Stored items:
-=-=-
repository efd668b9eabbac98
pub mod http;
//! Authentication primitives library
//!
//! Provides the credential-handling building blocks for the account service:
//! - Password hashing and verification (bcrypt)
//! - Signed bearer-token issuance and validation (JWT, access + refresh)
//!
//! This crate is deliberately free of I/O and persistence concerns; the
//! service crate wires these primitives into its domain workflows.
//!
//! # Examples
//!
//! ## Password Hashing
//! ```
//! use auth::PasswordHasher;
//!
//! let hasher = PasswordHasher::new();
//! let hash = hasher.hash("my_password").unwrap();
//! assert!(hasher.verify("my_password", &hash));
//! assert!(!hasher.verify("not_my_password", &hash));
//! ```
//!
//! ## Tokens
//! ```
//! use auth::{TokenCodec, TokenKind};
//! use chrono::Duration;
//!
//! let codec = TokenCodec::new(b"secret_key_at_least_32_bytes_long!");
//! let token = codec
//!     .issue_access("7", Some("alice@example.com".into()), Some("student".into()), Duration::minutes(30))
//!     .unwrap();
//! let claims = codec.decode(&token).unwrap();
//! assert_eq!(claims.sub, "7");
//! TokenCodec::require_kind(&claims, TokenKind::Access).unwrap();
//! ```

pub mod password;
pub mod token;

// Re-export commonly used items
pub use password::PasswordError;
pub use password::PasswordHasher;
pub use token::Claims;
pub use token::TokenCodec;
pub use token::TokenError;
pub use token::TokenKind;
use std::sync::Arc;

use account_service::account::service::AuthService;
use account_service::config::Config;
use account_service::inbound::http::router::create_router;
use account_service::outbound::repositories::PostgresAccountRepository;
use auth::PasswordHasher;
use auth::TokenCodec;
use chrono::Duration;
use jsonwebtoken::Algorithm;
use sqlx::postgres::PgPoolOptions;
use tracing_subscriber::layer::SubscriberExt;
use tracing_subscriber::util::SubscriberInitExt;

#[tokio::main]
async fn main() -> Result<(), anyhow::Error> {
    tracing_subscriber::registry()
        .with(
            tracing_subscriber::EnvFilter::try_from_default_env()
                .unwrap_or_else(|_| "account_service=debug,tower_http=debug".into()),
        )
        .with(tracing_subscriber::fmt::layer())
        .init();

    tracing::info!(
        service = "account-service",
        version = env!("CARGO_PKG_VERSION"),
        "Service starting"
    );

    let config = Config::load()?;

    // A short signing secret makes every issued token forgeable; refuse
    // to start rather than run with one.
    anyhow::ensure!(
        config.auth.secret.len() >= 32,
        "auth.secret must be at least 32 bytes, got {}",
        config.auth.secret.len()
    );

    let algorithm: Algorithm = config
        .auth
        .algorithm
        .parse()
        .map_err(|e| anyhow::anyhow!("Unsupported signing algorithm {}: {}", config.auth.algorithm, e))?;

    tracing::info!(
        http_port = config.server.http_port,
        algorithm = %config.auth.algorithm,
        access_token_ttl_minutes = config.auth.access_token_ttl_minutes,
        "Configuration loaded"
    );

    let pg_pool = PgPoolOptions::new()
        .max_connections(5)
        .connect(&config.database.url)
        .await?;
    tracing::info!(
        max_connections = 5,
        database = "postgresql",
        "Database connection pool created"
    );

    sqlx::migrate!("./migrations").run(&pg_pool).await?;
    tracing::info!(database = "postgresql", "Database migrations completed");

    let repository = Arc::new(PostgresAccountRepository::new(pg_pool));
    let auth_service = Arc::new(AuthService::new(
        repository,
        PasswordHasher::new(),
        TokenCodec::with_algorithm(config.auth.secret.as_bytes(), algorithm),
        Duration::minutes(config.auth.access_token_ttl_minutes),
    ));

    let http_address = format!("0.0.0.0:{}", config.server.http_port);
    let http_listener = tokio::net::TcpListener::bind(&http_address).await?;
    tracing::info!(
        address = %http_address,
        port = config.server.http_port,
        protocol = "http",
        "Http server listening"
    );

    axum::serve(http_listener, create_router(auth_service)).await?;

    Ok(())
}
use std::fmt;

use serde::Deserialize;
use serde::Serialize;

/// Discriminates the two token flavors issued per login event.
///
/// Serialized as the `type` claim (`"access"` / `"refresh"`); the two are
/// never interchangeable.
#[derive(Debug, Clone, Copy, PartialEq, Eq, Serialize, Deserialize)]
#[serde(rename_all = "lowercase")]
pub enum TokenKind {
    Access,
    Refresh,
}

impl fmt::Display for TokenKind {
    fn fmt(&self, f: &mut fmt::Formatter<'_>) -> fmt::Result {
        match self {
            TokenKind::Access => f.write_str("access"),
            TokenKind::Refresh => f.write_str("refresh"),
        }
    }
}

/// Claim set carried by every issued token.
///
/// The wire layout is fixed: `sub`, optional `email`/`role` (set on access
/// tokens only), `exp` and `iat` as epoch seconds, and `type`.
#[derive(Debug, Clone, Serialize, Deserialize, PartialEq)]
pub struct Claims {
    /// Subject (string-encoded account id)
    pub sub: String,

    /// Account email, access tokens only
    #[serde(skip_serializing_if = "Option::is_none")]
    pub email: Option<String>,

    /// Account role, access tokens only
    #[serde(skip_serializing_if = "Option::is_none")]
    pub role: Option<String>,

    /// Expiration time (Unix timestamp, exclusive)
    pub exp: i64,

    /// Issued at (Unix timestamp)
    pub iat: i64,

    /// Token kind
    #[serde(rename = "type")]
    pub kind: TokenKind,
}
-=-=-
▶ **EXERCISE GOAL**:
Where a line of the data above includes the string "signing", pull it out.

▶ **THE ANSWER**:
    // A short signing secret makes every issued token forgeable; refuse
        .map_err(|e| anyhow::anyhow!("Unsupported signing algorithm {}: {}", config.auth.algorithm, e))?;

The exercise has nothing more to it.